Trapp's Complete Commentary

Exodus 3

Verse 1

Exo 3:1 Now Moses kept the flock of Jethro his father in law, the priest of Midian: and he led the flock to the backside of the desert, and came to the mountain of God, [even] to Horeb.

Ver. 1. To the backside of the desert, ] Here it was that Moses wrote the book of Genesis, and that of Job too, as some conceive, a for the comfort of his poor oppressed countrymen in Egypt, that they might lean upon, and live by faith in, the promises made to the fathers.

a Alsted., Chron.

Verse 2

Exo 3:2 And the angel of the LORD appeared unto him in a flame of fire out of the midst of a bush: and he looked, and, behold, the bush burned with fire, and the bush [was] not consumed.

Ver. 2. And the Angel of the Lord. ] Christ, that Angel of the Covenant, and of the great council.

And the bush was not consumed. ] No more is the Church, whereof this is an excellent emblem, by the fire of tribulation, Isa 43:2 because of "the goodwill of him that dwelt in the bush." Deu 33:16

Verse 3

Exo 3:3 And Moses said, I will now turn aside, and see this great sight, why the bush is not burnt.

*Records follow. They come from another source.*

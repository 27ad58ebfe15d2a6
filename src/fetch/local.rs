//! Local path validation

use crate::error::{ExplorerError, Result};
use crate::fetch::RepoContext;
use std::path::{Path, PathBuf};

/// Walk up from `start` looking for a `.git` directory.
///
/// Returns the first ancestor (or `start` itself) containing `.git`, or
/// `start` unchanged when none is found.
pub fn find_repo_root(start: &Path) -> PathBuf {
    let mut current = start.to_path_buf();
    loop {
        if current.join(".git").exists() {
            if current != start {
                tracing::info!(
                    root = %current.display(),
                    from = %start.display(),
                    "Using enclosing repository root"
                );
            }
            return current;
        }
        match current.parent() {
            Some(parent) => current = parent.to_path_buf(),
            None => break,
        }
    }
    tracing::debug!(path = %start.display(), "No .git found; using path as repository root");
    start.to_path_buf()
}

/// Wrap an existing local directory as a non-temporary [`RepoContext`].
pub fn validate_local_path(path: &Path) -> Result<RepoContext> {
    let canonical = path.canonicalize().map_err(|e| ExplorerError::from_io(path, e))?;

    if !canonical.is_dir() {
        return Err(ExplorerError::invalid_input(format!(
            "Path is not a directory: {}",
            path.display()
        )));
    }

    Ok(RepoContext::new(find_repo_root(&canonical), false))
}
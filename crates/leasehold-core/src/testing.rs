//! Test doubles shared by the unit tests.

use std::collections::VecDeque;
use std::sync::{Arc, Mutex};
use std::time::Duration;

use async_trait::async_trait;
use chrono::Utc;
use serde::{Deserialize, Serialize};
use tokio::time::Instant;
use ulid::Ulid;

use crate::app::handler::MessageHandler;
use crate::app::shutdown::ShutdownTrigger;
use crate::domain::{HandlerError, LeaseHandle, MessageId, PopReceipt, QueueError};
use crate::ports::MessageQueue;

#[derive(Debug, Clone, PartialEq, Eq, Serialize, Deserialize)]
pub struct TestMessage {
    pub content: u32,
}

impl TestMessage {
    pub fn new(content: u32) -> Self {
        Self { content }
    }
}

/// One scripted answer to `receive`.
#[derive(Debug, Clone)]
pub enum Step<T> {
    Message(T),
    Empty,
    Fail(&'static str),
}

#[derive(Debug, Clone, Copy, PartialEq, Eq)]
pub enum RenewBehavior {
    Accept,
    LeaseInvalid,
    Transport,
}

#[derive(Debug, Clone)]
pub struct ReceiveCall {
    pub at: Instant,
    pub visibility: Duration,
}

#[derive(Debug, Clone)]
pub struct RenewCall {
    pub message_id: MessageId,
    pub receipt: PopReceipt,
    pub visibility: Duration,
    pub at: Instant,
    pub accepted: bool,
}

#[derive(Debug, Clone)]
pub struct DeleteCall {
    pub message_id: MessageId,
    pub receipt: PopReceipt,
    pub at: Instant,
}

struct Recorded<T> {
    script: VecDeque<Step<T>>,
    issued: Vec<LeaseHandle<T>>,
    receives: Vec<ReceiveCall>,
    renewals: Vec<RenewCall>,
    deletes: Vec<DeleteCall>,
}

/// Queue that answers `receive` from a fixed script (then `None` forever)
/// and records every call with its timestamp.
pub struct ScriptedQueue<T> {
    recorded: Mutex<Recorded<T>>,
    renew_behavior: RenewBehavior,
    reject_delete: Option<Box<dyn Fn(&T) -> bool + Send + Sync>>,
}

impl<T: Clone> ScriptedQueue<T> {
    pub fn new(script: Vec<Step<T>>) -> Self {
        Self {
            recorded: Mutex::new(Recorded {
                script: script.into(),
                issued: Vec::new(),
                receives: Vec::new(),
                renewals: Vec::new(),
                deletes: Vec::new(),
            }),
            renew_behavior: RenewBehavior::Accept,
            reject_delete: None,
        }
    }

    pub fn of_messages(messages: impl IntoIterator<Item = T>) -> Self {
        Self::new(messages.into_iter().map(Step::Message).collect())
    }

    pub fn with_renew_behavior(mut self, behavior: RenewBehavior) -> Self {
        self.renew_behavior = behavior;
        self
    }

    /// Deletes of matching payloads fail with `LeaseInvalid`.
    pub fn reject_delete_when(mut self, pred: impl Fn(&T) -> bool + Send + Sync + 'static) -> Self {
        self.reject_delete = Some(Box::new(pred));
        self
    }

    /// Mint a lease outside the script, e.g. to drive a guard directly.
    pub fn lease_for(&self, message: T) -> LeaseHandle<T> {
        let lease = LeaseHandle::new(
            MessageId::from_ulid(Ulid::new()),
            PopReceipt::from_ulid(Ulid::new()),
            1,
            Utc::now(),
            message,
        );
        self.recorded.lock().unwrap().issued.push(lease.clone());
        lease
    }

    pub fn issued(&self) -> Vec<LeaseHandle<T>> {
        self.recorded.lock().unwrap().issued.clone()
    }

    pub fn receives(&self) -> Vec<ReceiveCall> {
        self.recorded.lock().unwrap().receives.clone()
    }

    pub fn renewals(&self) -> Vec<RenewCall> {
        self.recorded.lock().unwrap().renewals.clone()
    }

    pub fn deletes(&self) -> Vec<DeleteCall> {
        self.recorded.lock().unwrap().deletes.clone()
    }

    /// Lease issued for the first payload matching `pred`.
    pub fn lease_where(&self, pred: impl Fn(&T) -> bool) -> Option<LeaseHandle<T>> {
        self.recorded
            .lock()
            .unwrap()
            .issued
            .iter()
            .find(|lease| pred(lease.message()))
            .cloned()
    }
}

#[async_trait]
impl<T> MessageQueue<T> for ScriptedQueue<T>
where
    T: Clone + Send + Sync + 'static,
{
    async fn receive(&self, visibility: Duration) -> Result<Option<LeaseHandle<T>>, QueueError> {
        let mut recorded = self.recorded.lock().unwrap();
        recorded.receives.push(ReceiveCall {
            at: Instant::now(),
            visibility,
        });
        match recorded.script.pop_front() {
            Some(Step::Message(message)) => {
                let lease = LeaseHandle::new(
                    MessageId::from_ulid(Ulid::new()),
                    PopReceipt::from_ulid(Ulid::new()),
                    1,
                    Utc::now(),
                    message,
                );
                recorded.issued.push(lease.clone());
                Ok(Some(lease))
            }
            Some(Step::Fail(reason)) => Err(QueueError::transport("receive", reason)),
            Some(Step::Empty) | None => Ok(None),
        }
    }

    async fn enqueue(&self, message: T) -> Result<(), QueueError> {
        self.recorded
            .lock()
            .unwrap()
            .script
            .push_back(Step::Message(message));
        Ok(())
    }

    async fn delete(&self, lease: &LeaseHandle<T>) -> Result<(), QueueError> {
        if self
            .reject_delete
            .as_ref()
            .is_some_and(|reject| reject(lease.message()))
        {
            return Err(QueueError::LeaseInvalid {
                message_id: lease.message_id(),
                receipt: lease.receipt(),
            });
        }
        self.recorded.lock().unwrap().deletes.push(DeleteCall {
            message_id: lease.message_id(),
            receipt: lease.receipt(),
            at: Instant::now(),
        });
        Ok(())
    }

    async fn renew(&self, lease: &LeaseHandle<T>, visibility: Duration) -> Result<(), QueueError> {
        let accepted = self.renew_behavior == RenewBehavior::Accept;
        self.recorded.lock().unwrap().renewals.push(RenewCall {
            message_id: lease.message_id(),
            receipt: lease.receipt(),
            visibility,
            at: Instant::now(),
            accepted,
        });
        match self.renew_behavior {
            RenewBehavior::Accept => Ok(()),
            RenewBehavior::LeaseInvalid => Err(QueueError::LeaseInvalid {
                message_id: lease.message_id(),
                receipt: lease.receipt(),
            }),
            RenewBehavior::Transport => Err(QueueError::transport("renew", "connection reset")),
        }
    }
}

/// Handler recording call order, with per-message misbehaviour.
#[derive(Default)]
pub struct RecordingHandler {
    processed: Mutex<Vec<u32>>,
    finished: Mutex<Vec<(u32, Instant)>>,
    fail_on: Option<u32>,
    panic_on: Option<u32>,
    slow_on: Option<(u32, Duration)>,
    stop_on: Option<(u32, Arc<ShutdownTrigger>)>,
}

impl RecordingHandler {
    pub fn new() -> Self {
        Self::default()
    }

    pub fn failing_on(mut self, content: u32) -> Self {
        self.fail_on = Some(content);
        self
    }

    pub fn panicking_on(mut self, content: u32) -> Self {
        self.panic_on = Some(content);
        self
    }

    pub fn slow_on(mut self, content: u32, delay: Duration) -> Self {
        self.slow_on = Some((content, delay));
        self
    }

    /// Request shutdown from inside the handler for `content`.
    pub fn stopping_on(mut self, content: u32, trigger: Arc<ShutdownTrigger>) -> Self {
        self.stop_on = Some((content, trigger));
        self
    }

    /// Contents of successfully handled messages, in call order.
    pub fn processed(&self) -> Vec<u32> {
        self.processed.lock().unwrap().clone()
    }

    /// When each handler call returned, failures included.
    pub fn finished_at(&self, content: u32) -> Option<Instant> {
        self.finished
            .lock()
            .unwrap()
            .iter()
            .find(|(c, _)| *c == content)
            .map(|(_, at)| *at)
    }
}

#[async_trait]
impl MessageHandler<TestMessage> for RecordingHandler {
    async fn handle(&self, message: &TestMessage) -> Result<(), HandlerError> {
        let content = message.content;

        if let Some((target, delay)) = self.slow_on
            && target == content
        {
            tokio::time::sleep(delay).await;
        }
        if let Some((target, trigger)) = &self.stop_on
            && *target == content
        {
            trigger.trigger();
        }

        let result = if self.panic_on == Some(content) {
            panic!("handler blew up on {content}");
        } else if self.fail_on == Some(content) {
            Err(HandlerError::new(format!("Test exception for {content}")))
        } else {
            self.processed.lock().unwrap().push(content);
            Ok(())
        };

        self.finished
            .lock()
            .unwrap()
            .push((content, Instant::now()));
        result
    }
}
//! Message lifecycle: receive -> process with renewal -> delete or abandon.

use std::any::Any;
use std::panic::AssertUnwindSafe;

use futures::FutureExt;
use serde::Serialize;

use crate::app::handler::MessageHandler;
use crate::app::processor::QueueProcessor;
use crate::app::renewal::RenewalGuard;
use crate::app::shutdown;
use crate::domain::{AttemptReport, AttemptState, HandlerError, LeaseHandle};
use crate::ports::{LogLevel, MessageQueue};

fn advance(state: &mut AttemptState, next: AttemptState) {
    debug_assert!(
        state.can_transition_to(next),
        "illegal attempt transition {state:?} -> {next:?}"
    );
    *state = next;
}

fn panic_message(panic: &(dyn Any + Send)) -> String {
    if let Some(s) = panic.downcast_ref::<&str>() {
        (*s).to_string()
    } else if let Some(s) = panic.downcast_ref::<String>() {
        s.clone()
    } else {
        "non-string panic payload".to_string()
    }
}

impl<T, Q> QueueProcessor<T, Q>
where
    T: Serialize + Send + Sync + 'static,
    Q: MessageQueue<T> + ?Sized,
{
    /// Drive one received message to a terminal state.
    ///
    /// The handler and the renewal guard run concurrently in this task and
    /// are both finished before this returns. Handler errors and panics are
    /// contained here: they are logged with the payload and the message is
    /// left for redelivery. Only a successful handler leads to a delete.
    pub async fn process_message<H>(&self, handler: &H, lease: LeaseHandle<T>) -> AttemptReport
    where
        H: MessageHandler<T> + ?Sized,
    {
        let mut state = AttemptState::Received;
        self.emit(
            LogLevel::Debug,
            format!(
                "received {} (dequeue count {})",
                lease.message_id(),
                lease.dequeue_count()
            ),
        );

        advance(&mut state, AttemptState::Processing);
        let (stop, stop_signal) = shutdown::channel();
        let guard = RenewalGuard::new(
            self.queue.as_ref(),
            &lease,
            self.visibility_window,
            self.log.as_ref(),
            &self.component,
        );
        let handling = async {
            let outcome = AssertUnwindSafe(handler.handle(lease.message()))
                .catch_unwind()
                .await;
            // the guard must see this before its next wake-up
            stop.trigger();
            outcome
        };
        let (outcome, renewal) = tokio::join!(handling, guard.run(stop_signal));

        let outcome = outcome.unwrap_or_else(|panic| {
            Err(HandlerError::new(format!(
                "handler panicked: {}",
                panic_message(panic.as_ref())
            )))
        });

        let mut report = AttemptReport {
            state,
            renewals: renewal.renewals,
            lease_lost: renewal.lease_lost,
            delete_failed: false,
        };

        match outcome {
            Ok(()) => {
                advance(&mut report.state, AttemptState::Completed);
                if let Err(e) = self.queue.delete(&lease).await {
                    report.delete_failed = true;
                    self.emit_error(
                        format!(
                            "processed {} but could not delete it; it may be delivered again",
                            lease.message_id()
                        ),
                        &e,
                    );
                } else {
                    self.emit(
                        LogLevel::Debug,
                        format!(
                            "completed {} after {} renewal(s)",
                            lease.message_id(),
                            renewal.renewals
                        ),
                    );
                }
            }
            Err(e) => {
                advance(&mut report.state, AttemptState::Failed);
                let payload = serde_json::to_string(lease.message())
                    .unwrap_or_else(|se| format!("<unserializable payload: {se}>"));
                self.emit_error(format!("Error processing queue message: {payload}"), &e);
            }
        }

        report
    }
}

Ver. 3. I will now turn aside, and see. ] Moses came out of curiosity, but was called by God: so do many to the ordinances for novelty, as the Jews did to John Baptist; or for some other minister respect; to catch, it may be, and are caught, as those in John 7:46 . Or as Austin, who coming to Ambrose to have his ears tickled, had his heart touched. It is good to hear, howsoever. Come, said Latimer, to the public meetings, though thou comest to sleep; it may be, God may take thee napping. Absence is without hope. What a deal lost Thomas by being but once absent!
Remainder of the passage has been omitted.